Clinical trials in orthodontics assess the potential benefits (or harms) of the applied treatments. The final assessment is conducted by using a measure that represents the size of the benefit (or harm), if a benefit exists, of 1 treatment over the comparator. This measure is called effect size and shows the degree by which 1 therapy differs from the other ( Table I ). A clinical (and statistical) judgment is made on whether this effect size is great enough to set the 2 treatments apart and helps us to decide whether 1 therapy is preferable over the other in a clinical setting. In this article, we will present common effect measures.
|Measure of effect||Description||No effect|
|Mean difference||Absolute difference between means||Mean 1 – mean 0||0|
|Risk difference||Absolute difference between risks||Risk 1 – risk 0||0|
|Relative risk reduction||Absolute risk reduction divided by the baseline risk in the control group||(Risk 1 – risk 0 )/risk 0||0%|
|Risk ratio||Risk of an event in 1 treatment group vs risk of the event in the control or other group||Risk 1 /risk 0
risk 0 / risk 1
|Odds ratio||Odds of an event in 1 treatment group vs odds of the event in the control or other group||Odds 1 /odds 0
odds 0 /odds 1
|Rate ratio||The rate of the event in 1 treatment group vs the rate of the event in the control or other group||Rate 1 /rate 0
rate 0 /rate 1
|1 (hazard ratio)|
|Numbers needed to treat||Number of patients to be treated to prevent 1 event||1/absolute risk difference expressed as a decimal fraction||Infinity|
The mean difference is an effect measure that is easily understood because it represents the difference between the means of 2 continuous outcomes and takes the units of the outcome. For example, what is the mean difference in months for achieving Class II correction with a Herbst appliance vs headgear? If the mean durations to achieve Class II correction in our sample are 6 months with the Herbst and 8 months with the headgear, then the mean difference is 2 months. This is interpreted as follows: the Herbst appliance needs on average 2 months less time to achieve the Class II correction compared with the headgear. A mean difference of 0 indicates no difference on average between the 2 treatments.
For the risk difference, risk is the probability that an event such as a bond failure will occur. The risk difference gives the absolute difference in risk between the 2 treatment groups and is used with binary outcomes (yes or no). For example, what is the risk difference of bracket failures between conventional and self-ligating brackets? If the risks or proportions of bracket failures in our sample are 5% for conventional brackets and 7% for self-ligating brackets, then the risk difference is 2%. It is interpreted as follows: conventional brackets on average have a 2% lower risk or probability of failing compared with self-ligating brackets. A risk difference of 0 indicates no difference between the 2 treatments.

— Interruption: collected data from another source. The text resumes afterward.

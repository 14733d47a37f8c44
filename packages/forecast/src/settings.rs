//! Forecast tuning knobs, deserialised from the `[forecast]` table of the
//! engine config.

use health_risk_hazard_models::HazardKind;
use serde::{Deserialize, Serialize};

use crate::SettingsError;
use crate::calendar::CrowdCalendar;
use crate::season::{HazardSeasonality, SeasonCalendar};
use crate::weather::WeatherRanges;

/// Per-hazard starting confidence and its decay with horizon.
#[derive(Debug, Clone, Copy, PartialEq, Serialize, Deserialize)]
#[serde(default)]
pub struct ConfidenceSettings {
    /// Base confidence for dengue (0-1).
    pub dengue: f64,
    /// Base confidence for air quality (0-1).
    pub air_quality: f64,
    /// Base confidence for hospital load (0-1).
    pub epidemic: f64,
    /// Subtracted per day beyond the first.
    pub daily_decay: f64,
    /// Base confidence never decays below this.
    pub floor: f64,
}

impl Default for ConfidenceSettings {
    fn default() -> Self {
        Self {
            dengue: 0.85,
            air_quality: 0.80,
            epidemic: 0.75,
            daily_decay: 0.02,
            floor: 0.30,
        }
    }
}

impl ConfidenceSettings {
    /// Base confidence for `kind` after decaying over `horizon_days`.
    #[must_use]
    pub fn base(&self, kind: HazardKind, horizon_days: u32) -> f64 {
        let start = match kind {
            HazardKind::Dengue => self.dengue,
            HazardKind::AirQuality => self.air_quality,
            HazardKind::Epidemic => self.epidemic,
        };
        let decayed = start - self.daily_decay * f64::from(horizon_days.saturating_sub(1));
        decayed.max(self.floor)
    }
}

/// Dengue growth tiers keyed on average cluster size.
#[derive(Debug, Clone, Copy, PartialEq, Serialize, Deserialize)]
#[serde(default)]
pub struct GrowthTiers {
    /// Average cases per cluster above which growth is rapid.
    pub rapid_avg_cases: f64,
    /// Cluster count above which growth is rapid regardless of size.
    pub rapid_cluster_count: usize,
    /// Weekly growth when rapid.
    pub rapid_rate: f64,
    /// Average cases per cluster above which growth is accelerating.
    pub accelerating_avg_cases: f64,
    /// Weekly growth when accelerating.
    pub accelerating_rate: f64,
    /// Weekly growth otherwise.
    pub steady_rate: f64,
    /// Growth stops compounding after this many weeks.
    pub max_weeks: f64,
}

impl Default for GrowthTiers {
    fn default() -> Self {
        Self {
            rapid_avg_cases: 20.0,
            rapid_cluster_count: 50,
            rapid_rate: 0.25,
            accelerating_avg_cases: 10.0,
            accelerating_rate: 0.12,
            steady_rate: 0.05,
            max_weeks: 4.0,
        }
    }
}

/// Relative change inside which a forecast is labelled stable.
#[derive(Debug, Clone, Copy, PartialEq, Serialize, Deserialize)]
#[serde(default)]
pub struct TrendBands {
    /// Dead-band for dengue and hospital load.
    pub cases: f64,
    /// Dead-band for PSI.
    pub air_quality: f64,
}

impl Default for TrendBands {
    fn default() -> Self {
        Self {
            cases: 0.10,
            air_quality: 0.15,
        }
    }
}

impl TrendBands {
    /// Dead-band for one hazard.
    #[must_use]
    pub const fn for_hazard(&self, kind: HazardKind) -> f64 {
        match kind {
            HazardKind::AirQuality => self.air_quality,
            HazardKind::Dengue | HazardKind::Epidemic => self.cases,
        }
    }
}

/// Everything the forecast engine can be tuned with.
#[derive(Debug, Clone, PartialEq, Serialize, Deserialize)]
#[serde(default)]
pub struct ForecastSettings {
    /// Longest accepted horizon, in days.
    pub max_horizon_days: u32,
    /// Month → season mapping.
    pub seasons: SeasonCalendar,
    /// Per-hazard seasonal offsets.
    pub seasonality: HazardSeasonality,
    /// Per-hazard, per-season weather ranges.
    pub weather: WeatherRanges,
    /// Holidays and day-of-week factors.
    pub crowd: CrowdCalendar,
    /// Dengue growth tiers.
    pub growth: GrowthTiers,
    /// Trend dead-bands.
    pub trend_bands: TrendBands,
    /// Base confidences.
    pub confidence: ConfidenceSettings,
}

impl Default for ForecastSettings {
    fn default() -> Self {
        Self {
            max_horizon_days: 30,
            seasons: SeasonCalendar::default(),
            seasonality: HazardSeasonality::default(),
            weather: WeatherRanges::default(),
            crowd: CrowdCalendar::default(),
            growth: GrowthTiers::default(),
            trend_bands: TrendBands::default(),
            confidence: ConfidenceSettings::default(),
        }
    }
}

impl ForecastSettings {
    /// Checks the settings that deserialisation alone cannot.
    ///
    /// # Errors
    ///
    /// Returns the first [`SettingsError`] found.
    pub fn validate(&self) -> Result<(), SettingsError> {
        if self.max_horizon_days == 0 {
            return Err(SettingsError::ZeroMaxHorizon);
        }
        self.seasonality.validate()?;
        self.weather.validate()?;
        self.crowd.validate()?;

        let c = &self.confidence;
        for (name, value) in [
            ("confidence.dengue", c.dengue),
            ("confidence.air_quality", c.air_quality),
            ("confidence.epidemic", c.epidemic),
            ("confidence.floor", c.floor),
        ] {
            if !(0.0..=1.0).contains(&value) {
                return Err(SettingsError::InvalidFactor { name, value });
            }
        }

        let g = &self.growth;
        for (name, value) in [
            ("confidence.daily_decay", c.daily_decay),
            ("growth.rapid_rate", g.rapid_rate),
            ("growth.accelerating_rate", g.accelerating_rate),
            ("growth.steady_rate", g.steady_rate),
            ("growth.max_weeks", g.max_weeks),
            ("trend_bands.cases", self.trend_bands.cases),
            ("trend_bands.air_quality", self.trend_bands.air_quality),
        ] {
            if !value.is_finite() || value < 0.0 {
                return Err(SettingsError::InvalidFactor { name, value });
            }
        }

        Ok(())
    }
}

With the same example of risk difference, the relative risk reduction is (7% – 5%)/5% = 40%. This is interpreted as follows: the use of conventional brackets on average decreases the risk or probability of failure by 40% compared with self-ligating brackets. If we compare the relative risk reduction value with the risk difference, we can see how different effect measures can give different impressions of the effect of interventions. A relative risk reduction of 0 indicates no difference between the 2 treatments.
The risk ratio or relative risk is a relative measure of effect rather than an absolute, and it is also used for binary outcomes. Risk is the proportion of failures in each treatment group. So, if in the self-ligating bracket group the risk is 0.07 or 7% and in the conventional bracket group the risk is 0.05 or 5%, the risk ratio is 0.07/0.05 = 1.4. It is interpreted as follows: the risk of failure (proportion of failure) for self-ligating brackets is 40% higher compared with conventional brackets, or the risk of failure for self-ligating brackets is 1.4 times that of conventional brackets. A risk ratio of 1 indicates no difference in effect between treatment groups, a risk ratio greater than 1 indicates that the risk is higher for self-ligating brackets, and a risk ratio less than 1 indicates that the risk of failure is higher for conventional brackets. The interpretation also obviously depends on which treatment group is selected for the numerator and which for the denominator. It is common practice to use the control or standard therapy as the denominator and the new intervention as the numerator.
The risk ratio is used more often than the risk difference because it is considered a more consistent estimate across different situations ( Table II ). Ideally, both the relative effect (risk ratio or odds ratio) and the absolute effect (risk difference) should be reported, since neither the relative measure nor the absolute measure alone gives a complete picture of the effect and its implications. For example, if the risk of bond failure with adhesive A is 0.02, doubling the risk, when using adhesive B, to 0.04 would indicate doubling the risk ratio; this, however, would only mean 2 more events out of 100 observations (risk difference, 0.04 – 0.02 = 0.02). In this scenario, presenting only the risk ratio is likely to make the reader overestimate the effect of the type of adhesive on bond failure.